• Assignment: The records below are to be transcribed in full, exactly as given.

Start of Source data

//! Resolve a handful of linked components and walk a component-id cache from the most to the
//! least specific key.

use std::{collections::HashMap, mem::MaybeUninit};

use bytemuck::{Pod, Zeroable};
use log::{Level, LevelFilter, Metadata, Record};
use rusty_ecsact::{
    Component,
    ecs::{IdSet, IntoIdSet, MarshalBridge, TypeRegistry},
};

#[derive(Debug, Clone, Copy, Default, PartialEq, Pod, Zeroable, Component)]
#[repr(C)]
#[component(id = 1)]
struct Position {
    x: f32,
    y: f32,
}

#[derive(Debug, Clone, Copy, Default, PartialEq, Pod, Zeroable, Component)]
#[repr(C)]
#[component(id = 2)]
struct Velocity {
    dx: f32,
    dy: f32,
}

#[derive(Debug, Clone, Copy, Default, PartialEq, Pod, Zeroable, Component)]
#[repr(C)]
#[component(id = 3)]
struct Health {
    value: u32,
}

struct StderrLogger;

impl log::Log for StderrLogger {
    fn enabled(&self, metadata: &Metadata) -> bool {
        metadata.level() <= Level::Debug
    }

    fn log(&self, record: &Record) {
        if self.enabled(record.metadata()) {
            eprintln!("{} - {}", record.level(), record.args());
        }
    }

    fn flush(&self) {}
}

static LOGGER: StderrLogger = StderrLogger;

fn main() {
    let _ = log::set_logger(&LOGGER).map(|()| log::set_max_level(LevelFilter::Debug));

    let registry = TypeRegistry::new();

    // Systems registered against progressively smaller component combinations.
    let mut systems: HashMap<IdSet, &str> = HashMap::new();
    systems.insert(<(Position, Velocity)>::id_set(), "movement");
    systems.insert(<Health>::id_set(), "regeneration");

    for query in [
        <(Position, Velocity, Health)>::id_set(),
        <(Position, Health)>::id_set(),
        <Position>::id_set(),
    ] {
        let hit = query.find_fallback(|subset| systems.get(subset).map(|name| (subset.clone(), *name)));
        match hit {
            Some((key, name)) => println!("{:?} -> {name} via {:?}", query.ids(), key.ids()),
            None => println!("{:?} -> no match", query.ids()),
        }
    }

    // Round-trip a component through a raw block, as a native runtime would hand it over.
    let bridge = MarshalBridge::new(&registry);
    let mut block = [MaybeUninit::new(0u8); 8];
    let id = registry.component_id::<Velocity>();
    if let Err(err) = bridge.write_component(id, &Velocity { dx: 0.5, dy: 2.0 }, &mut block) {
        eprintln!("write failed: {err}");
        return;
    }
    // SAFETY: the block was just filled by `write_component` with the same id.
    match unsafe { bridge.read_component_uninit(id, Some(&block[..])) } {
        Ok(value) => println!("read back {:?}", value.downcast_ref::<Velocity>()),
        Err(err) => eprintln!("read failed: {err}"),
    }
}
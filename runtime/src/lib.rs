//! Runtime core for an Ecsact integration.
//!
//! Resolves numeric component and action ids to type descriptors, marshals typed values to and
//! from raw fixed-layout memory blocks, and enumerates component id subsets for fallback lookups.
//! See [`ecs`] for the details.

extern crate self as rusty_ecsact;

pub mod ecs;

pub use ecs::{Action, Component};
pub use rusty_ecsact_macros::{Action, Component};

#[doc(hidden)]
pub use inventory;
//! The catalog of loaded types the registry scans on a cache miss.
//!
//! Every `#[derive(Component)]` or `#[derive(Action)]` submits a [`Registration`] at link time,
//! and the [`Linked`] catalog iterates them. [`StaticCatalog`] holds an explicit list instead,
//! which keeps a registry isolated from whatever else happens to be linked into the binary.

use crate::ecs::{
    action::Action,
    component::Component,
    marshal::Marshal,
    registry::{Id, Kind, TypeDescriptor, TypeHandle, descriptor::Shape},
};

/// One loaded type, as seen by the registry.
///
/// Derived components and actions always declare a capability marker and an id. Plain
/// registrations start with neither; a type without them can still be looked up, it just
/// cannot be resolved.
#[derive(Clone, Copy)]
pub struct Registration {
    marker: Option<Kind>,
    id: Option<Id>,
    shape: Shape,
}

inventory::collect!(Registration);

impl Registration {
    /// Registration for a component type.
    pub const fn component<C: Component>() -> Self {
        Self {
            marker: Some(Kind::Component),
            id: Some(C::ID),
            shape: Shape::of::<C>(),
        }
    }

    /// Registration for an action type.
    pub const fn action<A: Action>() -> Self {
        Self {
            marker: Some(Kind::Action),
            id: Some(A::ID),
            shape: Shape::of::<A>(),
        }
    }

    /// Registration for a type with neither a capability marker nor an id.
    pub const fn plain<T: Marshal>() -> Self {
        Self {
            marker: None,
            id: None,
            shape: Shape::of::<T>(),
        }
    }

    /// Declare the capability marker.
    pub const fn with_marker(mut self, kind: Kind) -> Self {
        self.marker = Some(kind);
        self
    }

    /// Declare the static id.
    pub const fn with_id(mut self, id: Id) -> Self {
        self.id = Some(id);
        self
    }

    /// The capability marker this type declares, if any.
    #[inline]
    pub fn marker(&self) -> Option<Kind> {
        self.marker
    }

    /// The static id this type declares, if any.
    #[inline]
    pub fn id(&self) -> Option<Id> {
        self.id
    }

    /// The handle of the registered type.
    #[inline]
    pub fn handle(&self) -> TypeHandle {
        self.shape.handle()
    }

    /// Build a descriptor if this type declares both the `kind` marker and an id.
    pub(crate) fn describe(&self, kind: Kind) -> Option<TypeDescriptor> {
        if self.marker != Some(kind) {
            return None;
        }
        self.id.map(|id| TypeDescriptor::new(id, kind, self.shape))
    }

    /// Build a descriptor from the declared id alone, ignoring the marker.
    pub(crate) fn describe_unchecked(&self, kind: Kind) -> Option<TypeDescriptor> {
        self.id.map(|id| TypeDescriptor::new(id, kind, self.shape))
    }
}

/// The universe of loaded types.
pub trait Catalog: Send + Sync {
    /// Every registration in the catalog, in no particular order.
    fn registrations(&self) -> Box<dyn Iterator<Item = &Registration> + '_>;

    /// Find the registration for a type handle.
    fn find(&self, handle: &TypeHandle) -> Option<&Registration> {
        self.registrations().find(|r| r.handle() == *handle)
    }
}

/// Catalog of every registration submitted at link time.
#[derive(Debug, Default, Clone, Copy)]
pub struct Linked;

impl Catalog for Linked {
    fn registrations(&self) -> Box<dyn Iterator<Item = &Registration> + '_> {
        Box::new(
            inventory::iter::<Registration>
                .into_iter()
                .map(|registration| registration as &Registration),
        )
    }
}

/// Catalog over an explicit list of registrations.
#[derive(Default, Clone)]
pub struct StaticCatalog {
    registrations: Vec<Registration>,
}

impl StaticCatalog {
    /// Create an empty catalog.
    #[inline]
    pub fn new() -> Self {
        Self::default()
    }

    /// Add a registration, builder style.
    #[inline]
    pub fn with(mut self, registration: Registration) -> Self {
        self.push(registration);
        self
    }

    /// Add a registration.
    #[inline]
    pub fn push(&mut self, registration: Registration) {
        self.registrations.push(registration);
    }

    #[inline]
    pub fn len(&self) -> usize {
        self.registrations.len()
    }

    #[inline]
    pub fn is_empty(&self) -> bool {
        self.registrations.is_empty()
    }
}

impl From<Vec<Registration>> for StaticCatalog {
    fn from(registrations: Vec<Registration>) -> Self {
        Self { registrations }
    }
}

impl Catalog for StaticCatalog {
    fn registrations(&self) -> Box<dyn Iterator<Item = &Registration> + '_> {
        Box::new(self.registrations.iter())
    }
}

End of Source data

• Output for this exercise:
//! Resolve a handful of linked components and walk a component-id cache from the most to the
//! least specific key.

use std::{collections::HashMap, mem::MaybeUninit};

use bytemuck::{Pod, Zeroable};
use log::{Level, LevelFilter, Metadata, Record};
use rusty_ecsact::{
    Component,
    ecs::{IdSet, IntoIdSet, MarshalBridge, TypeRegistry},
};

#[derive(Debug, Clone, Copy, Default, PartialEq, Pod, Zeroable, Component)]
#[repr(C)]
#[component(id = 1)]
struct Position {
    x: f32,
    y: f32,
}

#[derive(Debug, Clone, Copy, Default, PartialEq, Pod, Zeroable, Component)]
#[repr(C)]
#[component(id = 2)]
struct Velocity {
    dx: f32,
    dy: f32,
}

#[derive(Debug, Clone, Copy, Default, PartialEq, Pod, Zeroable, Component)]
#[repr(C)]
#[component(id = 3)]
struct Health {
    value: u32,
}

struct StderrLogger;

impl log::Log for StderrLogger {
    fn enabled(&self, metadata: &Metadata) -> bool {
        metadata.level() <= Level::Debug
    }

    fn log(&self, record: &Record) {
        if self.enabled(record.metadata()) {
            eprintln!("{} - {}", record.level(), record.args());
        }
    }

    fn flush(&self) {}
}

static LOGGER: StderrLogger = StderrLogger;

fn main() {
    let _ = log::set_logger(&LOGGER).map(|()| log::set_max_level(LevelFilter::Debug));

    let registry = TypeRegistry::new();

    // Systems registered against progressively smaller component combinations.
    let mut systems: HashMap<IdSet, &str> = HashMap::new();
    systems.insert(<(Position, Velocity)>::id_set(), "movement");
    systems.insert(<Health>::id_set(), "regeneration");

    for query in [
        <(Position, Velocity, Health)>::id_set(),
        <(Position, Health)>::id_set(),
        <Position>::id_set(),
    ] {
        let hit = query.find_fallback(|subset| systems.get(subset).map(|name| (subset.clone(), *name)));
        match hit {
            Some((key, name)) => println!("{:?} -> {name} via {:?}", query.ids(), key.ids()),
            None => println!("{:?} -> no match", query.ids()),
        }
    }

    // Round-trip a component through a raw block, as a native runtime would hand it over.
    let bridge = MarshalBridge::new(&registry);
    let mut block = [MaybeUninit::new(0u8); 8];
    let id = registry.component_id::<Velocity>();
    if let Err(err) = bridge.write_component(id, &Velocity { dx: 0.5, dy: 2.0 }, &mut block) {
        eprintln!("write failed: {err}");
        return;
    }
    // SAFETY: the block was just filled by `write_component` with the same id.
    match unsafe { bridge.read_component_uninit(id, Some(&block[..])) } {
        Ok(value) => println!("read back {:?}", value.downcast_ref::<Velocity>()),
        Err(err) => eprintln!("read failed: {err}"),
    }
}
filename runtime/src/lib.rs
//! Runtime core for an Ecsact integration.
//!
//! Resolves numeric component and action ids to type descriptors, marshals typed values to and
//! from raw fixed-layout memory blocks, and enumerates component id subsets for fallback lookups.
//! See [`ecs`] for the details.

extern crate self as rusty_ecsact;

pub mod ecs;

pub use ecs::{Action, Component};
pub use rusty_ecsact_macros::{Action, Component};

#[doc(hidden)]
pub use inventory;
//! The catalog of loaded types the registry scans on a cache miss.
//!
//! Every `#[derive(Component)]` or `#[derive(Action)]` submits a [`Registration`] at link time,
//! and the [`Linked`] catalog iterates them. [`StaticCatalog`] holds an explicit list instead,
//! which keeps a registry isolated from whatever else happens to be linked into the binary.

use crate::ecs::{
    action::Action,
    component::Component,
    marshal::Marshal,
    registry::{Id, Kind, TypeDescriptor, TypeHandle, descriptor::Shape},
};

/// One loaded type, as seen by the registry.
///
/// Derived components and actions always declare a capability marker and an id. Plain
/// registrations start with neither; a type without them can still be looked up, it just
/// cannot be resolved.
#[derive(Clone, Copy)]
pub struct Registration {
    marker: Option<Kind>,
    id: Option<Id>,
    shape: Shape,
}

inventory::collect!(Registration);

impl Registration {
    /// Registration for a component type.
    pub const fn component<C: Component>() -> Self {
        Self {
            marker: Some(Kind::Component),
            id: Some(C::ID),
            shape: Shape::of::<C>(),
        }
    }

    /// Registration for an action type.
    pub const fn action<A: Action>() -> Self {
        Self {
            marker: Some(Kind::Action),
            id: Some(A::ID),
            shape: Shape::of::<A>(),
        }
    }

    /// Registration for a type with neither a capability marker nor an id.
    pub const fn plain<T: Marshal>() -> Self {
        Self {
            marker: None,
            id: None,
            shape: Shape::of::<T>(),
        }
    }

    /// Declare the capability marker.
    pub const fn with_marker(mut self, kind: Kind) -> Self {
        self.marker = Some(kind);
        self
    }

    /// Declare the static id.
    pub const fn with_id(mut self, id: Id) -> Self {
        self.id = Some(id);
        self
    }

    /// The capability marker this type declares, if any.
    #[inline]
    pub fn marker(&self) -> Option<Kind> {
        self.marker
    }

    /// The static id this type declares, if any.
    #[inline]
    pub fn id(&self) -> Option<Id> {
        self.id
    }

    /// The handle of the registered type.
    #[inline]
    pub fn handle(&self) -> TypeHandle {
        self.shape.handle()
    }

    /// Build a descriptor if this type declares both the `kind` marker and an id.
    pub(crate) fn describe(&self, kind: Kind) -> Option<TypeDescriptor> {
        if self.marker != Some(kind) {
            return None;
        }
        self.id.map(|id| TypeDescriptor::new(id, kind, self.shape))
    }

    /// Build a descriptor from the declared id alone, ignoring the marker.
    pub(crate) fn describe_unchecked(&self, kind: Kind) -> Option<TypeDescriptor> {
        self.id.map(|id| TypeDescriptor::new(id, kind, self.shape))
    }
}

/// The universe of loaded types.
pub trait Catalog: Send + Sync {
    /// Every registration in the catalog, in no particular order.
    fn registrations(&self) -> Box<dyn Iterator<Item = &Registration> + '_>;

    /// Find the registration for a type handle.
    fn find(&self, handle: &TypeHandle) -> Option<&Registration> {
        self.registrations().find(|r| r.handle() == *handle)
    }
}

/// Catalog of every registration submitted at link time.
#[derive(Debug, Default, Clone, Copy)]
pub struct Linked;

impl Catalog for Linked {
    fn registrations(&self) -> Box<dyn Iterator<Item = &Registration> + '_> {
        Box::new(
            inventory::iter::<Registration>
                .into_iter()
                .map(|registration| registration as &Registration),
        )
    }
}

/// Catalog over an explicit list of registrations.
#[derive(Default, Clone)]
pub struct StaticCatalog {
    registrations: Vec<Registration>,
}

impl StaticCatalog {
    /// Create an empty catalog.
    #[inline]
    pub fn new() -> Self {
        Self::default()
    }

    /// Add a registration, builder style.
    #[inline]
    pub fn with(mut self, registration: Registration) -> Self {
        self.push(registration);
        self
    }

    /// Add a registration.
    #[inline]
    pub fn push(&mut self, registration: Registration) {
        self.registrations.push(registration);
    }

    #[inline]
    pub fn len(&self) -> usize {
        self.registrations.len()
    }

    #[inline]
    pub fn is_empty(&self) -> bool {
        self.registrations.is_empty()
    }
}

impl From<Vec<Registration>> for StaticCatalog {
    fn from(registrations: Vec<Registration>) -> Self {
        Self { registrations }
    }
}

impl Catalog for StaticCatalog {
    fn registrations(&self) -> Box<dyn Iterator<Item = &Registration> + '_> {
        Box::new(self.registrations.iter())
    }
}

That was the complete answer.